2. Represents a grant of restricted stock units ("RSUs"). Each RSU represents a contingent right to receive one Trulieve Cannabis Corp. ("Trulieve") subordinate voting share. 50% of the RSUs will vest on December 1, 2027, and the remaining 50% of the RSUs will vest on December 1, 2028.
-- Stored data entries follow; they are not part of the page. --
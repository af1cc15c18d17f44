//! Eye and mouth openness ratios from ordered contour points.
//!
//! Both ratios divide the mean of two vertical spans by the horizontal span
//! of the same contour, so they are invariant to face scale.

use thiserror::Error;

use crate::detection::domain::landmark_set::LandmarkSet;
use crate::shared::point::Point;

/// Points in a canonical eye contour: corner, two upper, corner, two lower.
pub const EYE_POINTS: usize = 6;

/// Minimum mouth contour points needed for the mouth ratio.
pub const MIN_MOUTH_POINTS: usize = 11;

#[derive(Error, Debug, Clone, PartialEq)]
pub enum GeometryError {
    #[error("degenerate {what} contour: horizontal span is zero")]
    Degenerate { what: &'static str },
    #[error("{what} contour needs at least {expected} points, got {actual}")]
    TooFewPoints {
        what: &'static str,
        expected: usize,
        actual: usize,
    },
}

/// Eye aspect ratio: `(|p1-p5| + |p2-p4|) / (2 * |p0-p3|)`.
///
/// Low values mean a closed or closing eye.
pub fn eye_aspect_ratio(eye: &[Point]) -> Result<f64, GeometryError> {
    if eye.len() < EYE_POINTS {
        return Err(GeometryError::TooFewPoints {
            what: "eye",
            expected: EYE_POINTS,
            actual: eye.len(),
        });
    }
    aspect_ratio("eye", eye, [(1, 5), (2, 4)], (0, 3))
}

/// Mouth aspect ratio: `(|p2-p10| + |p4-p8|) / (2 * |p0-p6|)`.
///
/// High values mean an open mouth (yawn proxy).
pub fn mouth_aspect_ratio(mouth: &[Point]) -> Result<f64, GeometryError> {
    if mouth.len() < MIN_MOUTH_POINTS {
        return Err(GeometryError::TooFewPoints {
            what: "mouth",
            expected: MIN_MOUTH_POINTS,
            actual: mouth.len(),
        });
    }
    aspect_ratio("mouth", mouth, [(2, 10), (4, 8)], (0, 6))
}

fn aspect_ratio(
    what: &'static str,
    points: &[Point],
    vertical: [(usize, usize); 2],
    horizontal: (usize, usize),
) -> Result<f64, GeometryError> {
    let width = points[horizontal.0].distance(&points[horizontal.1]);
    if width < f64::EPSILON || !width.is_finite() {
        return Err(GeometryError::Degenerate { what });
    }
    let a = points[vertical[0].0].distance(&points[vertical[0].1]);
    let b = points[vertical[1].0].distance(&points[vertical[1].1]);
    Ok((a + b) / (2.0 * width))
}

/// Per-face openness signals for one frame.
#[derive(Clone, Copy, Debug, PartialEq)]
pub struct FaceMetrics {
    pub ear: f64,
    pub mar: f64,
}

impl FaceMetrics {
    pub fn new(ear: f64, mar: f64) -> Self {
        Self { ear, mar }
    }

    /// EAR is averaged over both eyes; MAR uses the outer mouth contour.
    pub fn from_landmarks(landmarks: &LandmarkSet) -> Result<Self, GeometryError> {
        let left = eye_aspect_ratio(landmarks.left_eye())?;
        let right = eye_aspect_ratio(landmarks.right_eye())?;
        let mar = mouth_aspect_ratio(landmarks.mouth())?;
        Ok(Self {
            ear: (left + right) / 2.0,
            mar,
        })
    }
}
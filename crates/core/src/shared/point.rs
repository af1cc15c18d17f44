use serde::{Deserialize, Serialize};

/// A 2-D landmark position in image pixel coordinates.
#[derive(Clone, Copy, Debug, Default, PartialEq, Serialize, Deserialize)]
#[serde(from = "[f64; 2]", into = "[f64; 2]")]
pub struct Point {
    pub x: f64,
    pub y: f64,
}

impl Point {
    pub const fn new(x: f64, y: f64) -> Self {
        Self { x, y }
    }

    /// Euclidean distance to `other`.
    pub fn distance(&self, other: &Point) -> f64 {
        (self.x - other.x).hypot(self.y - other.y)
    }
}

impl From<[f64; 2]> for Point {
    fn from([x, y]: [f64; 2]) -> Self {
        Self { x, y }
    }
}

impl From<Point> for [f64; 2] {
    fn from(p: Point) -> Self {
        [p.x, p.y]
    }
}
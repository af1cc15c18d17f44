//! Per-frame fatigue transition function.
//!
//! Counters are debounced with a hard reset: one frame inside the normal
//! range erases all accumulated evidence. The alert then moves through
//!
//! ```text
//! Idle --fatigued--> Alerting --fatigued, elapsed > delay--> Escalated
//!  ^                    |                                       |
//!  +----not fatigued----+---------------not fatigued------------+
//! ```
//!
//! Recovery from `Alerting` always clears the buzzer; whether it happened
//! inside the clear window only changes how the clear is reported.

use crate::actuation::domain::actuator_sink::ActuatorId;
use crate::alerting::domain::fatigue_state::{AlertPhase, FatigueState};
use crate::alerting::domain::monitor_event::MonitorEvent;
use crate::alerting::domain::thresholds::Thresholds;
use crate::geometry::aspect_ratio::FaceMetrics;
use crate::shared::clock::Timestamp;

/// Desired level for one output, in transition order.
#[derive(Clone, Copy, Debug, PartialEq, Eq)]
pub struct ActuatorCommand {
    pub output: ActuatorId,
    pub on: bool,
}

impl ActuatorCommand {
    pub fn on(output: ActuatorId) -> Self {
        Self { output, on: true }
    }

    pub fn off(output: ActuatorId) -> Self {
        Self { output, on: false }
    }
}

/// Result of feeding one face's metrics into the state machine.
#[derive(Clone, Debug, PartialEq)]
pub struct Step {
    pub state: FatigueState,
    pub commands: Vec<ActuatorCommand>,
    /// Always starts with the frame's `Metrics` event.
    pub events: Vec<MonitorEvent>,
}

pub fn step(
    state: &FatigueState,
    thresholds: &Thresholds,
    metrics: FaceMetrics,
    now: Timestamp,
) -> Step {
    let mut next = *state;
    next.ear_counter = if metrics.ear < thresholds.ear_threshold {
        state.ear_counter.saturating_add(1)
    } else {
        0
    };
    next.mar_counter = if metrics.mar > thresholds.mar_threshold {
        state.mar_counter.saturating_add(1)
    } else {
        0
    };

    let fatigued = next.ear_counter >= thresholds.ear_consec_frames
        || next.mar_counter >= thresholds.mar_consec_frames;

    let mut commands = Vec::new();
    let mut events = vec![MonitorEvent::Metrics {
        at: now,
        metrics,
        ear_counter: next.ear_counter,
        mar_counter: next.mar_counter,
    }];

    match (state.phase, fatigued) {
        (AlertPhase::Idle, false) | (AlertPhase::Escalated { .. }, true) => {}
        (AlertPhase::Idle, true) => {
            next.phase = AlertPhase::Alerting { since: now };
            commands.push(ActuatorCommand::on(ActuatorId::Primary));
            events.push(MonitorEvent::AlertOn {
                at: now,
                metrics,
                ear_counter: next.ear_counter,
                mar_counter: next.mar_counter,
            });
        }
        (AlertPhase::Alerting { since }, true) => {
            let alert_elapsed = now.since(since);
            if alert_elapsed > thresholds.escalation_delay() {
                next.phase = AlertPhase::Escalated { since };
                commands.push(ActuatorCommand::on(ActuatorId::Secondary));
                events.push(MonitorEvent::EscalateOn {
                    at: now,
                    metrics,
                    alert_elapsed,
                });
            }
        }
        (AlertPhase::Alerting { since }, false) => {
            let alert_elapsed = now.since(since);
            next.phase = AlertPhase::Idle;
            commands.push(ActuatorCommand::off(ActuatorId::Primary));
            events.push(MonitorEvent::AlertCleared {
                at: now,
                metrics,
                alert_elapsed,
                false_alarm: alert_elapsed <= thresholds.clear_window(),
            });
        }
        (AlertPhase::Escalated { since }, false) => {
            next.phase = AlertPhase::Idle;
            commands.push(ActuatorCommand::off(ActuatorId::Primary));
            commands.push(ActuatorCommand::off(ActuatorId::Secondary));
            events.push(MonitorEvent::EscalationCleared {
                at: now,
                metrics,
                alert_elapsed: now.since(since),
            });
        }
    }

    Step {
        state: next,
        commands,
        events,
    }
}

#[cfg(test)]
mod tests {
    use super::*;
    use std::time::Duration;

    const FPS: f64 = 16.0;
    const DROWSY: FaceMetrics = FaceMetrics { ear: 0.10, mar: 0.30 };
    const AWAKE: FaceMetrics = FaceMetrics { ear: 0.40, mar: 0.30 };
    const YAWN: FaceMetrics = FaceMetrics { ear: 0.35, mar: 0.80 };

    /// Frame `n` (1-based) captured at `(n - 1) / FPS` seconds.
    fn frame_time(n: usize) -> Timestamp {
        Timestamp::from_secs_f64((n - 1) as f64 / FPS)
    }

    /// Drives the state machine one frame at a time at `FPS`.
    struct Run {
        state: FatigueState,
        thresholds: Thresholds,
        frame: usize,
    }

    impl Run {
        fn new() -> Self {
            Self::with(Thresholds::default())
        }

        fn with(thresholds: Thresholds) -> Self {
            Self {
                state: FatigueState::new(),
                thresholds,
                frame: 0,
            }
        }

        fn feed(&mut self, metrics: FaceMetrics) -> Step {
            self.frame += 1;
            self.feed_at(metrics, frame_time(self.frame))
        }

        fn feed_at(&mut self, metrics: FaceMetrics, now: Timestamp) -> Step {
            let s = step(&self.state, &self.thresholds, metrics, now);
            self.state = s.state;
            s
        }

        fn feed_n(&mut self, metrics: FaceMetrics, n: usize) -> Vec<Step> {
            (0..n).map(|_| self.feed(metrics)).collect()
        }
    }

    fn kinds(step: &Step) -> Vec<&'static str> {
        step.events.iter().map(MonitorEvent::kind).collect()
    }

    // ── counters ────────────────────────────────────────────────────

    #[test]
    fn test_counter_equals_trailing_run_length() {
        // Deterministic pseudo-random below/above pattern.
        let mut run = Run::new();
        let mut seed: u32 = 0x2545_f491;
        let mut expected = 0u32;
        for _ in 0..500 {
            seed ^= seed << 13;
            seed ^= seed >> 17;
            seed ^= seed << 5;
            let below = seed % 3 != 0;
            let metrics = FaceMetrics::new(if below { 0.1 } else { 0.3 }, 0.0);
            run.feed(metrics);
            expected = if below { expected + 1 } else { 0 };
            assert_eq!(run.state.ear_counter, expected);
        }
    }

    #[test]
    fn test_threshold_comparisons_are_strict() {
        let mut run = Run::new();
        run.feed(FaceMetrics::new(0.25, 0.50));
        assert_eq!(run.state.ear_counter, 0);
        assert_eq!(run.state.mar_counter, 0);
    }

    #[test]
    fn test_every_step_logs_metrics_first() {
        let mut run = Run::new();
        let s = run.feed(AWAKE);
        assert_eq!(kinds(&s), ["metrics"]);
        assert!(s.commands.is_empty());
    }

    // ── onset ───────────────────────────────────────────────────────

    #[test]
    fn test_no_alert_before_consecutive_frames() {
        let mut run = Run::new();
        for _ in 0..10 {
            for s in run.feed_n(DROWSY, 47) {
                assert!(s.commands.is_empty());
            }
            run.feed(AWAKE);
        }
        assert!(!run.state.alert_active());
    }

    #[test]
    fn test_alert_on_at_forty_eighth_drowsy_frame() {
        let mut run = Run::new();
        let steps = run.feed_n(DROWSY, 48);

        assert!(steps[..47].iter().all(|s| s.commands.is_empty()));
        let onset = &steps[47];
        assert_eq!(onset.commands, [ActuatorCommand::on(ActuatorId::Primary)]);
        assert_eq!(kinds(onset), ["metrics", "alert_on"]);
        assert_eq!(run.state.alert_started_at(), Some(frame_time(48)));
    }

    #[test]
    fn test_yawn_alone_triggers_alert() {
        let mut run = Run::new();
        let steps = run.feed_n(YAWN, 24);

        assert!(steps[..23].iter().all(|s| s.commands.is_empty()));
        assert_eq!(steps[23].commands, [ActuatorCommand::on(ActuatorId::Primary)]);
        assert_eq!(run.state.ear_counter, 0);
        assert_eq!(run.state.mar_counter, 24);
    }

    // ── escalation ──────────────────────────────────────────────────

    #[test]
    fn test_escalates_on_first_frame_past_delay() {
        let mut run = Run::new();
        run.feed_n(DROWSY, 48);
        let onset = frame_time(48);

        // 80 frames later is exactly 5.0s: not yet past the delay.
        for s in run.feed_n(DROWSY, 80) {
            assert!(s.commands.is_empty());
        }
        assert_eq!(frame_time(run.frame).since(onset), Duration::from_secs(5));
        assert!(!run.state.escalated());

        let s = run.feed(DROWSY);
        assert_eq!(s.commands, [ActuatorCommand::on(ActuatorId::Secondary)]);
        assert_eq!(kinds(&s), ["metrics", "escalate_on"]);
        assert!(run.state.escalated());
        assert_eq!(run.state.alert_started_at(), Some(onset));
    }

    #[test]
    fn test_escalated_fatigue_is_a_no_op() {
        let mut run = Run::new();
        run.feed_n(DROWSY, 48 + 81);
        assert!(run.state.escalated());

        for s in run.feed_n(DROWSY, 200) {
            assert!(s.commands.is_empty());
            assert_eq!(kinds(&s), ["metrics"]);
        }
    }

    #[test]
    fn test_escalation_uses_time_not_frames() {
        let mut run = Run::new();
        run.feed_n(DROWSY, 48);
        // A stalled camera: next frame arrives 6s later.
        let s = run.feed_at(DROWSY, frame_time(48) + Duration::from_secs(6));
        assert_eq!(s.commands, [ActuatorCommand::on(ActuatorId::Secondary)]);
    }

    // ── recovery ────────────────────────────────────────────────────

    #[test]
    fn test_false_alarm_clears_buzzer() {
        let mut run = Run::new();
        run.feed_n(DROWSY, 48);
        run.feed_n(DROWSY, 10);

        let s = run.feed(AWAKE);
        assert_eq!(s.commands, [ActuatorCommand::off(ActuatorId::Primary)]);
        match &s.events[1] {
            MonitorEvent::AlertCleared { false_alarm, .. } => assert!(*false_alarm),
            other => panic!("expected alert_cleared, got {other:?}"),
        }
        assert_eq!(run.state, FatigueState::new());
    }

    #[test]
    fn test_clear_at_exact_window_is_false_alarm() {
        let mut run = Run::new();
        run.feed_n(DROWSY, 48);
        let s = run.feed_at(AWAKE, frame_time(48) + Duration::from_secs(5));
        match &s.events[1] {
            MonitorEvent::AlertCleared { false_alarm, .. } => assert!(*false_alarm),
            other => panic!("expected alert_cleared, got {other:?}"),
        }
    }

    #[test]
    fn test_late_recovery_without_escalation_still_clears() {
        let mut run = Run::new();
        run.feed_n(DROWSY, 48);
        // Recovery lands after the delay, before any escalating frame.
        let s = run.feed_at(AWAKE, frame_time(48) + Duration::from_millis(5_500));

        assert_eq!(s.commands, [ActuatorCommand::off(ActuatorId::Primary)]);
        match &s.events[1] {
            MonitorEvent::AlertCleared { false_alarm, .. } => assert!(!*false_alarm),
            other => panic!("expected alert_cleared, got {other:?}"),
        }
        assert!(!run.state.alert_active());
        assert_eq!(run.state.alert_started_at(), None);
    }

    #[test]
    fn test_escalation_clears_both_outputs_in_one_step() {
        let mut run = Run::new();
        run.feed_n(DROWSY, 48 + 81);

        let s = run.feed(AWAKE);
        assert_eq!(
            s.commands,
            [
                ActuatorCommand::off(ActuatorId::Primary),
                ActuatorCommand::off(ActuatorId::Secondary)
            ]
        );
        assert_eq!(kinds(&s), ["metrics", "escalation_cleared"]);
        assert_eq!(run.state, FatigueState::new());
    }

    #[test]
    fn test_realert_after_clear_restarts_episode_clock() {
        let mut run = Run::new();
        run.feed_n(DROWSY, 48);
        run.feed(AWAKE);
        run.feed_n(DROWSY, 48);

        assert!(run.state.alert_active());
        assert_eq!(run.state.alert_started_at(), Some(frame_time(run.frame)));
    }

    #[test]
    fn test_sixteen_fps_drowsy_scenario() {
        let mut run = Run::new();

        let steps = run.feed_n(DROWSY, 48);
        assert_eq!(steps[47].commands, [ActuatorCommand::on(ActuatorId::Primary)]);

        let steps = run.feed_n(DROWSY, 81);
        let escalations: Vec<_> = steps
            .iter()
            .enumerate()
            .filter(|(_, s)| !s.commands.is_empty())
            .collect();
        assert_eq!(escalations.len(), 1);
        assert_eq!(escalations[0].0, 80);

        let s = run.feed(AWAKE);
        assert_eq!(s.commands.len(), 2);
        assert!(!run.state.alert_active());
        assert_eq!(run.state.ear_counter, 0);
        assert_eq!(run.state.mar_counter, 0);
    }

    #[test]
    fn test_custom_thresholds() {
        let mut run = Run::with(Thresholds {
            ear_consec_frames: 3,
            escalation_delay_secs: 0.1,
            ..Default::default()
        });
        let steps = run.feed_n(DROWSY, 6);
        assert_eq!(steps[2].commands, [ActuatorCommand::on(ActuatorId::Primary)]);
        // 0.125s after onset at frame 3
        assert_eq!(steps[4].commands, [ActuatorCommand::on(ActuatorId::Secondary)]);
    }
}
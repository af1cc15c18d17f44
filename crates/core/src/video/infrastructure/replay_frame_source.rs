use std::time::Duration;

use crate::detection::infrastructure::landmark_trace::{LandmarkTrace, TraceError, TraceRecord};
use crate::shared::clock::{ManualClock, Timestamp};
use crate::shared::frame::Frame;
use crate::video::domain::frame_source::{FrameSource, FrameSourceError};

impl From<TraceError> for FrameSourceError {
    fn from(e: TraceError) -> Self {
        match e {
            TraceError::Io { source, .. } => FrameSourceError::Io(source),
            other => FrameSourceError::Parse(other.to_string()),
        }
    }
}

/// Plays back a recorded landmark trace as a frame stream.
///
/// Frames carry no pixels; the matching faces come from a
/// [`CachedLandmarkProvider`](crate::detection::infrastructure::cached_landmark_provider::CachedLandmarkProvider)
/// built from the same trace. Each frame moves the shared clock to the
/// record's `t`, or one frame period past the previous frame when `t` is
/// absent. The clock never moves backwards.
pub struct ReplayFrameSource {
    records: Vec<TraceRecord>,
    position: usize,
    period: Duration,
    clock: ManualClock,
    last: Option<Timestamp>,
    released: bool,
}

impl ReplayFrameSource {
    pub fn new(trace: &LandmarkTrace, fps: f64, clock: ManualClock) -> Self {
        let fps = if fps.is_finite() && fps > 0.0 { fps } else { 1.0 };
        Self {
            records: trace.records().to_vec(),
            position: 0,
            period: Duration::try_from_secs_f64(1.0 / fps).unwrap_or(Duration::MAX),
            clock,
            last: None,
            released: false,
        }
    }

    pub fn remaining(&self) -> usize {
        self.records.len().saturating_sub(self.position)
    }

    fn advance_clock(&mut self, frame: usize, t: Option<f64>) -> Result<(), FrameSourceError> {
        let at = match t {
            Some(secs) => Some(Timestamp::try_from_secs_f64(secs).ok_or_else(|| {
                FrameSourceError::Parse(format!("invalid capture time {secs} for frame {frame}"))
            })?),
            None => None,
        };
        let next = match (at, self.last) {
            (Some(at), Some(last)) => at.max(last),
            (Some(at), None) => at,
            (None, Some(last)) => last + self.period,
            (None, None) => Timestamp::ZERO,
        };
        self.clock.set(next);
        self.last = Some(next);
        Ok(())
    }
}

impl FrameSource for ReplayFrameSource {
    fn next_frame(&mut self) -> Result<Option<Frame>, FrameSourceError> {
        if self.released {
            return Ok(None);
        }
        let Some(record) = self.records.get(self.position) else {
            return Ok(None);
        };
        let (index, t, camera_error) = (record.frame, record.t, record.camera_error.clone());
        self.position += 1;
        self.advance_clock(index, t)?;

        match camera_error {
            Some(message) => Err(FrameSourceError::Acquisition(message)),
            None => Ok(Some(Frame::placeholder(index))),
        }
    }

    fn release(&mut self) {
        if !self.released {
            self.released = true;
            log::debug!("Replay released with {} frames unread", self.remaining());
        }
    }
}
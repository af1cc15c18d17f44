use std::fmt;
use std::str::FromStr;

use serde::{Deserialize, Serialize};

use crate::detection::domain::landmark_set::LandmarkSet;

/// Decides which detected face drives the fatigue state each frame.
///
/// Exactly one face is used per frame; the rest are ignored, so detector
/// iteration order never mixes several people into one set of counters.
#[derive(Clone, Copy, Debug, Default, PartialEq, Eq, Serialize, Deserialize)]
#[serde(rename_all = "lowercase")]
pub enum FaceSelection {
    /// First face reported by the provider.
    First,
    /// Face with the largest landmark bounding box (closest to the camera).
    /// Ties go to the earliest reported face.
    #[default]
    Largest,
}

impl FaceSelection {
    /// Index of the face to monitor, or `None` when no face was detected.
    pub fn select(&self, faces: &[LandmarkSet]) -> Option<usize> {
        if faces.is_empty() {
            return None;
        }
        match self {
            FaceSelection::First => Some(0),
            FaceSelection::Largest => {
                let mut best = 0;
                let mut best_area = faces[0].bounding_area();
                for (i, face) in faces.iter().enumerate().skip(1) {
                    let area = face.bounding_area();
                    if area > best_area {
                        best = i;
                        best_area = area;
                    }
                }
                Some(best)
            }
        }
    }
}

impl fmt::Display for FaceSelection {
    fn fmt(&self, f: &mut fmt::Formatter<'_>) -> fmt::Result {
        match self {
            FaceSelection::First => write!(f, "first"),
            FaceSelection::Largest => write!(f, "largest"),
        }
    }
}

impl FromStr for FaceSelection {
    type Err = String;

    fn from_str(s: &str) -> Result<Self, Self::Err> {
        match s {
            "first" => Ok(FaceSelection::First),
            "largest" => Ok(FaceSelection::Largest),
            other => Err(format!(
                "face selection must be 'first' or 'largest', got '{other}'"
            )),
        }
    }
}
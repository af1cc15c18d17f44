//! Facial landmark groups for one detected face.
//!
//! The full 68-point shape is split with the standard layout:
//! jaw 0..17, brows 17..27, nose 27..36, right eye 36..42,
//! left eye 42..48, mouth 48..68.

use std::ops::Range;

use thiserror::Error;

use crate::shared::constants::SHAPE_POINT_COUNT;
use crate::shared::point::Point;

pub const RIGHT_EYE: Range<usize> = 36..42;
pub const LEFT_EYE: Range<usize> = 42..48;
pub const MOUTH: Range<usize> = 48..68;

#[derive(Error, Debug, Clone, PartialEq)]
pub enum LandmarkError {
    #[error("expected 68 landmark points, got {0}")]
    ShapeSize(usize),
}

#[derive(Clone, Debug, PartialEq)]
pub struct LandmarkSet {
    left_eye: [Point; 6],
    right_eye: [Point; 6],
    /// Outer contour first, in the collaborator's order.
    mouth: Vec<Point>,
}

impl LandmarkSet {
    pub fn new(left_eye: [Point; 6], right_eye: [Point; 6], mouth: Vec<Point>) -> Self {
        Self {
            left_eye,
            right_eye,
            mouth,
        }
    }

    /// Splits a full 68-point shape into eye and mouth groups.
    pub fn from_shape(shape: &[Point]) -> Result<Self, LandmarkError> {
        if shape.len() != SHAPE_POINT_COUNT {
            return Err(LandmarkError::ShapeSize(shape.len()));
        }
        let eye = |range: Range<usize>| {
            let mut pts = [Point::default(); 6];
            pts.copy_from_slice(&shape[range]);
            pts
        };
        Ok(Self {
            left_eye: eye(LEFT_EYE),
            right_eye: eye(RIGHT_EYE),
            mouth: shape[MOUTH].to_vec(),
        })
    }

    pub fn left_eye(&self) -> &[Point] {
        &self.left_eye
    }

    pub fn right_eye(&self) -> &[Point] {
        &self.right_eye
    }

    pub fn mouth(&self) -> &[Point] {
        &self.mouth
    }

    /// Area of the axis-aligned box around every point; a proxy for how
    /// close the face is to the camera.
    pub fn bounding_area(&self) -> f64 {
        let mut points = self
            .left_eye
            .iter()
            .chain(self.right_eye.iter())
            .chain(self.mouth.iter());
        let Some(first) = points.next() else {
            return 0.0;
        };
        let (mut min_x, mut min_y, mut max_x, mut max_y) = (first.x, first.y, first.x, first.y);
        for p in points {
            min_x = min_x.min(p.x);
            min_y = min_y.min(p.y);
            max_x = max_x.max(p.x);
            max_y = max_y.max(p.y);
        }
        (max_x - min_x) * (max_y - min_y)
    }
}
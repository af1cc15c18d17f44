use crate::actuation::domain::actuator_sink::{ActuatorError, ActuatorId, ActuatorSink};

/// Dry-run sink: reports every write through the `log` crate and never fails.
///
/// Used when no GPIO hardware is attached, e.g. when replaying a trace.
#[derive(Debug, Default)]
pub struct LogActuatorSink {
    levels: [bool; 2],
}

impl LogActuatorSink {
    pub fn new() -> Self {
        Self::default()
    }

    pub fn is_on(&self, output: ActuatorId) -> bool {
        self.levels[output as usize]
    }
}

impl ActuatorSink for LogActuatorSink {
    fn set(&mut self, output: ActuatorId, on: bool) -> Result<(), ActuatorError> {
        self.levels[output as usize] = on;
        log::info!("{output} {}", if on { "ON" } else { "OFF" });
        Ok(())
    }

    fn release(&mut self) {
        log::debug!("Log actuator sink released");
    }
}
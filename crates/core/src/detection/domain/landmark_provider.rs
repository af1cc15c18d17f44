use crate::detection::domain::landmark_set::LandmarkSet;
use crate::shared::frame::Frame;

/// Domain interface for face detection plus landmark extraction.
///
/// Returns one [`LandmarkSet`] per detected face; an empty vector is a
/// normal frame with nobody in view. Implementations may be stateful,
/// hence `&mut self`.
pub trait LandmarkProvider: Send {
    fn detect_faces(&mut self, frame: &Frame)
        -> Result<Vec<LandmarkSet>, Box<dyn std::error::Error>>;
}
3. The reporting person also holds the following securities of Trulieve: (i) 151,667 Multiple Voting Shares held directly, (ii) 9,867 Multiple Voting Shares held by Traunch IV LLC ("Traunch IV"), over which the reporting person may be deemed to exercise voting and investment control, and (iii) stock options to acquire 1,152,960 Subordinate Voting Shares vested as of December 1, 2025 held directly. Multiple Voting Shares are convertible into Subordinate Voting Shares on a one-for-100 basis (or into an aggregate of 16,153,400 Subordinate Voting Shares). The reporting person disclaims beneficial ownership of the Multiple Voting Shares (and the Subordinate Voting Shares into which they are convertible) held by Traunch IV, except to the extent of her pecuniary interest therein.
4. Multiple Voting Shares are convertible into Subordinate Voting Shares on a one-for-100 basis. Multiple Voting Shares are convertible at any time and have no expiration date.
5. The option becomes exercisable in three annual installments, with one-third vesting on December 1, 2026, one-third vesting on December 1, 2027, and one-third vesting on December 1, 2028.
/s/ Eric Powers, as Attorney-in-Fact 03/17/2026
** Signature of Reporting Person Date
Reminder: Report on a separate line for each class of securities beneficially owned directly or indirectly.
* If the form is filed by more than one reporting person, see Instruction 4 (b)(v).
** Intentional misstatements or omissions of facts constitute Federal Criminal Violations See 18 U.S.C. 1001 and 15 U.S.C. 78ff(a).
Note: File three copies of this Form, one of which must be manually signed. If space is insufficient, see Instruction 6 for procedure.
Persons who respond to the collection of information contained in this form are not required to respond unless the form displays a currently valid OMB Number.